[DATASET RECORDS Boundary: Start]
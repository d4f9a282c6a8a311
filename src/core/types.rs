use derive_deref::Deref;
use serde::{Deserialize, Serialize};
use std::fmt;
use std::str::FromStr;
use strum::Display;
use uuid::Uuid;

/// Client-side identifier for an uploaded dataset
#[derive(Debug, Clone, PartialEq, Eq, Hash, Serialize, Deserialize)]
pub struct DatasetId(Uuid);

impl DatasetId {
    /// Create a new unique dataset ID
    pub fn new() -> Self {
        Self(Uuid::new_v4())
    }

    pub fn as_str(&self) -> String {
        self.0.to_string()
    }
}

impl Default for DatasetId {
    fn default() -> Self {
        Self::new()
    }
}

impl fmt::Display for DatasetId {
    fn fmt(&self, f: &mut fmt::Formatter<'_>) -> fmt::Result {
        write!(f, "{}", self.0)
    }
}

impl FromStr for DatasetId {
    type Err = String;

    fn from_str(s: &str) -> Result<Self, Self::Err> {
        Ok(Self(Uuid::from_str(s).map_err(|e| e.to_string())?))
    }
}

/// Opaque handle to a dataset that lives on the analysis service.
///
/// The client never keeps the uploaded bytes; it only remembers which upload
/// the current state belongs to and the name the service stored it under.
#[derive(Debug, Clone, PartialEq, Eq, Serialize, Deserialize)]
pub struct DatasetHandle {
    pub id: DatasetId,
    pub name: String,
}

impl DatasetHandle {
    pub fn new(name: impl Into<String>) -> Self {
        Self {
            id: DatasetId::new(),
            name: name.into(),
        }
    }
}

/// A scalar cell as delivered by the service
#[derive(Debug, Clone, PartialEq, Serialize, Deserialize)]
#[serde(untagged)]
pub enum CellValue {
    Null,
    Bool(bool),
    Number(serde_json::Number),
    Text(String),
}

impl CellValue {
    pub fn is_null(&self) -> bool {
        matches!(self, CellValue::Null)
    }

    pub fn as_f64(&self) -> Option<f64> {
        match self {
            CellValue::Number(n) => n.as_f64(),
            _ => None,
        }
    }
}

impl fmt::Display for CellValue {
    fn fmt(&self, f: &mut fmt::Formatter<'_>) -> fmt::Result {
        match self {
            CellValue::Null => Ok(()),
            CellValue::Bool(b) => write!(f, "{b}"),
            CellValue::Number(n) => write!(f, "{n}"),
            CellValue::Text(s) => write!(f, "{s}"),
        }
    }
}

/// One row of a head/tail preview, keeping the service's column order
#[derive(Debug, Clone, Default, PartialEq, Serialize, Deserialize)]
pub struct PreviewRow {
    cells: Vec<(String, CellValue)>,
}

impl PreviewRow {
    pub fn new(cells: Vec<(String, CellValue)>) -> Self {
        Self { cells }
    }

    pub fn columns(&self) -> impl Iterator<Item = &str> {
        self.cells.iter().map(|(name, _)| name.as_str())
    }

    pub fn values(&self) -> impl Iterator<Item = &CellValue> {
        self.cells.iter().map(|(_, value)| value)
    }

    pub fn get(&self, column: &str) -> Option<&CellValue> {
        self.cells
            .iter()
            .find(|(name, _)| name == column)
            .map(|(_, value)| value)
    }

    pub fn len(&self) -> usize {
        self.cells.len()
    }

    pub fn is_empty(&self) -> bool {
        self.cells.is_empty()
    }
}

/// Distinct column names in first-seen order, derived from a preview's first row
#[derive(Debug, Clone, Default, PartialEq, Eq, Deref, Serialize, Deserialize)]
pub struct ColumnTitles(Vec<String>);

impl ColumnTitles {
    /// Titles of the first row; empty when the preview has no rows
    pub fn from_preview(rows: &[PreviewRow]) -> Self {
        let mut titles: Vec<String> = Vec::new();
        if let Some(first) = rows.first() {
            for name in first.columns() {
                if !titles.iter().any(|t| t == name) {
                    titles.push(name.to_string());
                }
            }
        }
        Self(titles)
    }

    pub fn contains(&self, name: &str) -> bool {
        self.0.iter().any(|t| t == name)
    }
}

/// User-chosen columns in the order they were checked.
///
/// Order carries meaning: for regression every entry but the last is a
/// feature and the last is the target.
#[derive(Debug, Clone, Default, PartialEq, Eq, Deref, Serialize, Deserialize)]
pub struct SelectedColumns(Vec<String>);

impl SelectedColumns {
    /// Minimum number of selected columns for plot and regression requests
    pub const MIN_FOR_ANALYSIS: usize = 2;

    pub fn contains(&self, name: &str) -> bool {
        self.0.iter().any(|c| c == name)
    }

    /// Append `name` if absent. Returns whether the selection changed.
    pub fn select(&mut self, name: &str) -> bool {
        if self.contains(name) {
            return false;
        }
        self.0.push(name.to_string());
        true
    }

    /// Remove `name`, keeping the relative order of the rest
    pub fn deselect(&mut self, name: &str) -> bool {
        let before = self.0.len();
        self.0.retain(|c| c != name);
        before != self.0.len()
    }

    /// Drop any entry that is not one of `titles`
    pub fn retain_titles(&mut self, titles: &ColumnTitles) {
        self.0.retain(|c| titles.contains(c));
    }

    pub fn is_sufficient(&self) -> bool {
        self.0.len() >= Self::MIN_FOR_ANALYSIS
    }

    /// First two selections, the pair sent for bivariate plotting
    pub fn leading_pair(&self) -> Option<(&str, &str)> {
        match self.0.as_slice() {
            [first, second, ..] => Some((first.as_str(), second.as_str())),
            _ => None,
        }
    }

    /// Every entry except the last
    pub fn features(&self) -> &[String] {
        match self.0.split_last() {
            Some((_, features)) => features,
            None => &[],
        }
    }

    /// The last entry
    pub fn target(&self) -> Option<&str> {
        self.0.last().map(String::as_str)
    }

    pub fn to_vec(&self) -> Vec<String> {
        self.0.clone()
    }
}

impl<S: Into<String>> FromIterator<S> for SelectedColumns {
    fn from_iter<I: IntoIterator<Item = S>>(iter: I) -> Self {
        let mut selected = SelectedColumns::default();
        for name in iter {
            let name = name.into();
            selected.select(&name);
        }
        selected
    }
}

/// Which of the two mutually exclusive forms is on screen
#[derive(Debug, Default, Clone, Copy, PartialEq, Eq, Display, Serialize, Deserialize)]
pub enum ViewMode {
    #[default]
    ColumnPicker,
    RegressionForm,
}

/// Broad family of a pandas-style dtype tag
#[derive(Debug, Clone, Copy, PartialEq, Eq, Display, Serialize, Deserialize)]
pub enum DTypeFamily {
    Integer,
    Float,
    Object,
    Boolean,
    Datetime,
    Categorical,
    Other,
}

/// Column data type as reported by the service, keeping its original tag
#[derive(Debug, Clone, PartialEq, Eq, Serialize, Deserialize)]
pub struct DType {
    pub tag: String,
    pub family: DTypeFamily,
}

impl DType {
    pub fn from_tag(tag: &str) -> Self {
        let lower = tag.trim().to_ascii_lowercase();
        let family = if is_integer_tag(&lower) {
            DTypeFamily::Integer
        } else if lower.starts_with("float") {
            DTypeFamily::Float
        } else if lower == "object" || lower == "string" || lower == "str" {
            DTypeFamily::Object
        } else if lower.starts_with("bool") {
            DTypeFamily::Boolean
        } else if lower.starts_with("datetime") || lower.starts_with("timedelta") {
            DTypeFamily::Datetime
        } else if lower == "category" {
            DTypeFamily::Categorical
        } else {
            DTypeFamily::Other
        };
        Self {
            tag: tag.to_string(),
            family,
        }
    }

    /// Integer or float family
    pub fn is_numeric(&self) -> bool {
        matches!(self.family, DTypeFamily::Integer | DTypeFamily::Float)
    }
}

/// `int`, `uint`, `int64`, `UInt8` and the like; not `interval[...]`
fn is_integer_tag(lower: &str) -> bool {
    let Some(rest) = lower.strip_prefix("uint").or_else(|| lower.strip_prefix("int")) else {
        return false;
    };
    rest.chars().all(|c| c.is_ascii_digit())
}

impl fmt::Display for DType {
    fn fmt(&self, f: &mut fmt::Formatter<'_>) -> fmt::Result {
        write!(f, "{}", self.tag)
    }
}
[DATASET RECORDS Boundary: End]
__TASK GOAL__. What you return should be exactly the lines above, starting at the one with "they were checked." and ending at the one with "pub const MIN_FOR_ANALYSIS: usize = 2;", and nothing else.

__YOUR SOLUTION__.
/// User-chosen columns in the order they were checked.
///
/// Order carries meaning: for regression every entry but the last is a
/// feature and the last is the target.
#[derive(Debug, Clone, Default, PartialEq, Eq, Deref, Serialize, Deserialize)]
pub struct SelectedColumns(Vec<String>);

impl SelectedColumns {
    /// Minimum number of selected columns for plot and regression requests
    pub const MIN_FOR_ANALYSIS: usize = 2;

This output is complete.